Work instruction |
Would you print the records below without changing anything?

Information |
= = = =
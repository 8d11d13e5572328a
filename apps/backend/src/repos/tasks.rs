//! Task repository functions (generic over ConnectionTrait).

use sea_orm::ConnectionTrait;
use time::{Date, OffsetDateTime, Time};

use crate::adapters::tasks_sea::{self as tasks_adapter, TaskFields, TaskQuery};
use crate::entities::{tasks, TaskStatus};
use crate::errors::domain::DomainError;

/// Task domain model
#[derive(Debug, Clone, PartialEq)]
pub struct Task {
    pub id: i64,
    pub title: String,
    pub description: String,
    pub date: OffsetDateTime,
    pub status: TaskStatus,
}

/// List filters. `date` matches tasks on the same UTC calendar day.
#[derive(Debug, Clone, Default, PartialEq)]
pub struct TaskFilter {
    pub title: Option<String>,
    pub date: Option<Date>,
    pub status: Option<TaskStatus>,
}

pub async fn list_tasks<C: ConnectionTrait + Send + Sync>(
    conn: &C,
    filter: &TaskFilter,
) -> Result<Vec<Task>, DomainError> {
    let (date_from, date_until) = match filter.date {
        Some(day) => {
            let (from, until) = utc_day_bounds(day);
            (Some(from), until)
        }
        None => (None, None),
    };
    let query = TaskQuery {
        title: filter.title.clone(),
        status: filter.status,
        date_from,
        date_until,
    };
    let rows = tasks_adapter::find_all(conn, &query).await?;

    Ok(rows.into_iter().map(Task::from).collect())
}

/// Half-open UTC range `[day 00:00Z, next day 00:00Z)`. No upper bound on the last representable day.
fn utc_day_bounds(day: Date) -> (OffsetDateTime, Option<OffsetDateTime>) {
    let start = |d: Date| d.with_time(Time::MIDNIGHT).assume_utc();
    (start(day), day.next_day().map(start))
}

pub async fn find_task<C: ConnectionTrait + Send + Sync>(
    conn: &C,
    id: i64,
) -> Result<Option<Task>, DomainError> {
    let row = tasks_adapter::find_by_id(conn, id).await?;
    Ok(row.map(Task::from))
}

pub async fn require_task<C: ConnectionTrait + Send + Sync>(
    conn: &C,
    id: i64,
) -> Result<Task, DomainError> {
    find_task(conn, id)
        .await?
        .ok_or_else(|| DomainError::task_not_found(id))
}

pub async fn create_task<C: ConnectionTrait + Send + Sync>(
    conn: &C,
    fields: TaskFields,
) -> Result<Task, DomainError> {
    let row = tasks_adapter::create(conn, fields).await?;
    Ok(Task::from(row))
}

pub async fn update_task<C: ConnectionTrait + Send + Sync>(
    conn: &C,
    id: i64,
    fields: TaskFields,
) -> Result<Task, DomainError> {
    tasks_adapter::update(conn, id, fields)
        .await?
        .map(Task::from)
        .ok_or_else(|| DomainError::task_not_found(id))
}

pub async fn delete_task<C: ConnectionTrait + Send + Sync>(
    conn: &C,
    id: i64,
) -> Result<(), DomainError> {
    if tasks_adapter::delete(conn, id).await? {
        Ok(())
    } else {
        Err(DomainError::task_not_found(id))
    }
}

impl From<tasks::Model> for Task {
    fn from(model: tasks::Model) -> Self {
        Self {
            id: model.id,
            title: model.title,
            description: model.description,
            date: model.date,
            status: model.status,
        }
    }
}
= = = =
Answer to this problem |
repository 8d11d13e5572328a
filename apps/backend/src/repos/tasks.rs
//! Task repository functions (generic over ConnectionTrait).

use sea_orm::ConnectionTrait;
use time::{Date, OffsetDateTime, Time};

use crate::adapters::tasks_sea::{self as tasks_adapter, TaskFields, TaskQuery};
use crate::entities::{tasks, TaskStatus};
use crate::errors::domain::DomainError;

/// Task domain model
#[derive(Debug, Clone, PartialEq)]
pub struct Task {
    pub id: i64,
    pub title: String,
    pub description: String,
    pub date: OffsetDateTime,
    pub status: TaskStatus,
}

/// List filters. `date` matches tasks on the same UTC calendar day.
#[derive(Debug, Clone, Default, PartialEq)]
pub struct TaskFilter {
    pub title: Option<String>,
    pub date: Option<Date>,
    pub status: Option<TaskStatus>,
}

pub async fn list_tasks<C: ConnectionTrait + Send + Sync>(
    conn: &C,
    filter: &TaskFilter,
) -> Result<Vec<Task>, DomainError> {
    let (date_from, date_until) = match filter.date {
        Some(day) => {
            let (from, until) = utc_day_bounds(day);
            (Some(from), until)
        }
        None => (None, None),
    };
    let query = TaskQuery {
        title: filter.title.clone(),
        status: filter.status,
        date_from,
        date_until,
    };
    let rows = tasks_adapter::find_all(conn, &query).await?;

    Ok(rows.into_iter().map(Task::from).collect())
}

/// Half-open UTC range `[day 00:00Z, next day 00:00Z)`. No upper bound on the last representable day.
fn utc_day_bounds(day: Date) -> (OffsetDateTime, Option<OffsetDateTime>) {
    let start = |d: Date| d.with_time(Time::MIDNIGHT).assume_utc();
    (start(day), day.next_day().map(start))
}

pub async fn find_task<C: ConnectionTrait + Send + Sync>(
    conn: &C,
    id: i64,
) -> Result<Option<Task>, DomainError> {
    let row = tasks_adapter::find_by_id(conn, id).await?;
    Ok(row.map(Task::from))
}

pub async fn require_task<C: ConnectionTrait + Send + Sync>(
    conn: &C,
    id: i64,
) -> Result<Task, DomainError> {
    find_task(conn, id)
        .await?
        .ok_or_else(|| DomainError::task_not_found(id))
}

pub async fn create_task<C: ConnectionTrait + Send + Sync>(
    conn: &C,
    fields: TaskFields,
) -> Result<Task, DomainError> {
    let row = tasks_adapter::create(conn, fields).await?;
    Ok(Task::from(row))
}

pub async fn update_task<C: ConnectionTrait + Send + Sync>(
    conn: &C,
    id: i64,
    fields: TaskFields,
) -> Result<Task, DomainError> {
    tasks_adapter::update(conn, id, fields)
        .await?
        .map(Task::from)
        .ok_or_else(|| DomainError::task_not_found(id))
}

pub async fn delete_task<C: ConnectionTrait + Send + Sync>(
    conn: &C,
    id: i64,
) -> Result<(), DomainError> {
    if tasks_adapter::delete(conn, id).await? {
        Ok(())
    } else {
        Err(DomainError::task_not_found(id))
    }
}

impl From<tasks::Model> for Task {
    fn from(model: tasks::Model) -> Self {
        Self {
            id: model.id,
            title: model.title,
            description: model.description,
            date: model.date,
            status: model.status,
        }
    }
}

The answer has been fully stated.